Historical revisionism is not always wrong, however. In many ways, revision is
the lifeblood of the historian’s craft, as old verities are revisited, beliefs change, new
documents and other artifacts are disclosed, and innovative inter pretive models
are employed (Gaddis 1997b: preface and Leffler 1995). This seems especially true
when it comes to recent and contemporary political history. There is a certain
timeliness and relevance attached to contemporary accounts, as historians attempt
to bring coherence to the chaos of current events. Nevertheless, there are perils as
well in passing historical judgment even as “the eggs are frying,” as Hemingway
once noted in one of his front-line dispatches during the Spanish Civil War.
Judgments will almost certainly change when viewed with the clarity and insight
that often come with historical distance and detachment.
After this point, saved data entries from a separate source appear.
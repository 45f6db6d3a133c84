use std::error::Error;
use std::path::Path;
use std::sync::Arc;

use arrow::array::{ArrayRef, UInt64Array};
use arrow::datatypes::Schema;

use crate::telemetry::SimSnapshots;

use super::utils::{u64_field, write_record_batch};

pub fn write_snapshot_counts_parquet<P: AsRef<Path>>(
    path: P,
    snapshots: &SimSnapshots,
) -> Result<(), Box<dyn Error>> {
    let mut timestamp_ms = Vec::with_capacity(snapshots.snapshots.len());
    let mut persons_resting = Vec::with_capacity(snapshots.snapshots.len());
    let mut persons_waiting = Vec::with_capacity(snapshots.snapshots.len());
    let mut persons_riding = Vec::with_capacity(snapshots.snapshots.len());
    let mut persons_done = Vec::with_capacity(snapshots.snapshots.len());
    let mut elevators_idle = Vec::with_capacity(snapshots.snapshots.len());
    let mut elevators_moving_up = Vec::with_capacity(snapshots.snapshots.len());
    let mut elevators_moving_down = Vec::with_capacity(snapshots.snapshots.len());
    let mut elevators_doors_open = Vec::with_capacity(snapshots.snapshots.len());

    for snapshot in &snapshots.snapshots {
        timestamp_ms.push(snapshot.timestamp_ms);
        persons_resting.push(snapshot.counts.persons_resting as u64);
        persons_waiting.push(snapshot.counts.persons_waiting as u64);
        persons_riding.push(snapshot.counts.persons_riding as u64);
        persons_done.push(snapshot.counts.persons_done as u64);
        elevators_idle.push(snapshot.counts.elevators_idle as u64);
        elevators_moving_up.push(snapshot.counts.elevators_moving_up as u64);
        elevators_moving_down.push(snapshot.counts.elevators_moving_down as u64);
        elevators_doors_open.push(snapshot.counts.elevators_doors_open as u64);
    }

    let schema = Schema::new(vec![
        u64_field("timestamp_ms"),
        u64_field("persons_resting"),
        u64_field("persons_waiting"),
        u64_field("persons_riding"),
        u64_field("persons_done"),
        u64_field("elevators_idle"),
        u64_field("elevators_moving_up"),
        u64_field("elevators_moving_down"),
        u64_field("elevators_doors_open"),
    ]);

    let arrays: Vec<ArrayRef> = vec![
        Arc::new(UInt64Array::from(timestamp_ms)),
        Arc::new(UInt64Array::from(persons_resting)),
        Arc::new(UInt64Array::from(persons_waiting)),
        Arc::new(UInt64Array::from(persons_riding)),
        Arc::new(UInt64Array::from(persons_done)),
        Arc::new(UInt64Array::from(elevators_idle)),
        Arc::new(UInt64Array::from(elevators_moving_up)),
        Arc::new(UInt64Array::from(elevators_moving_down)),
        Arc::new(UInt64Array::from(elevators_doors_open)),
    ];

    write_record_batch(path, schema, arrays)
}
Finally, when working at the intersection of politics and history it is helpful to
recall that the “disciplines” are contrived. Each represents a voice and method of
discourse that provide a coherent framework for making intelligible one facet of
experience. In their eagerness to erect academic walls, however, the disciplines risk
6 HISTORY AND INTERNATIONAL RELATIONS

isolating themselves, in effect shattering human experience. Fortunately, the social


sciences resist this tendency. As the great social science historian Fernand Braudel
notes (1980:25–6), “the social sciences force themselves on each other, each trying
to capture society as a whole, in its ‘totality.’ Each science encroaches on its
neighbors, all the while believing it is staying in its own domain.” Events in one
realm reverberate in others. Economics spills over into politics, and vice versa;
anthropology, psychology, and linguistics borrow and trade ideas; history adopts
insights and problems from its neighbors, and reflects them back again. This process
is, of course, congenial to liberal learning. This book traces the combative intimacy
of two disciplines having a great deal in common, yet struggling to maintain their
separate identities. I hope it will be clear just how much students of international
relations are indebted to historians, and vice versa, and how connected the two
disciplines are in method, style, and content, and in terms of the paradigms guiding
their ideas. In many ways, the similarities between the fields are more striking than
the differences.
My hope in this study is to elucidate in a single argument a central problem of
method and content across a very diverse discipline. The theories and research
explored here represent a wide range of approaches to history in international
politics, including philosophical, theological, inductive, policy-oriented, deductive,
quantitative, and postmodernist work. The theorists and projects under review are
also widely regarded as the finest exemplars of their respective method, thus
providing the most rigorous “defense” of each against the author’s skepticism. The
chapters flow chronologically. They also move, generally, from contingent views of
history toward nomothetic political science analysis, before lapsing into the
kaleidoscope histories of postmodernism. If any strand of international thought is
not represented here (and many important ones are not), it is for reasons of space
and because of the breadth of the field. Given the broad sweep of the study, some
of the approaches that are treated will no doubt be given short shrift. I ask the
reader’s indulgence for these shortcomings, as no slight is intended.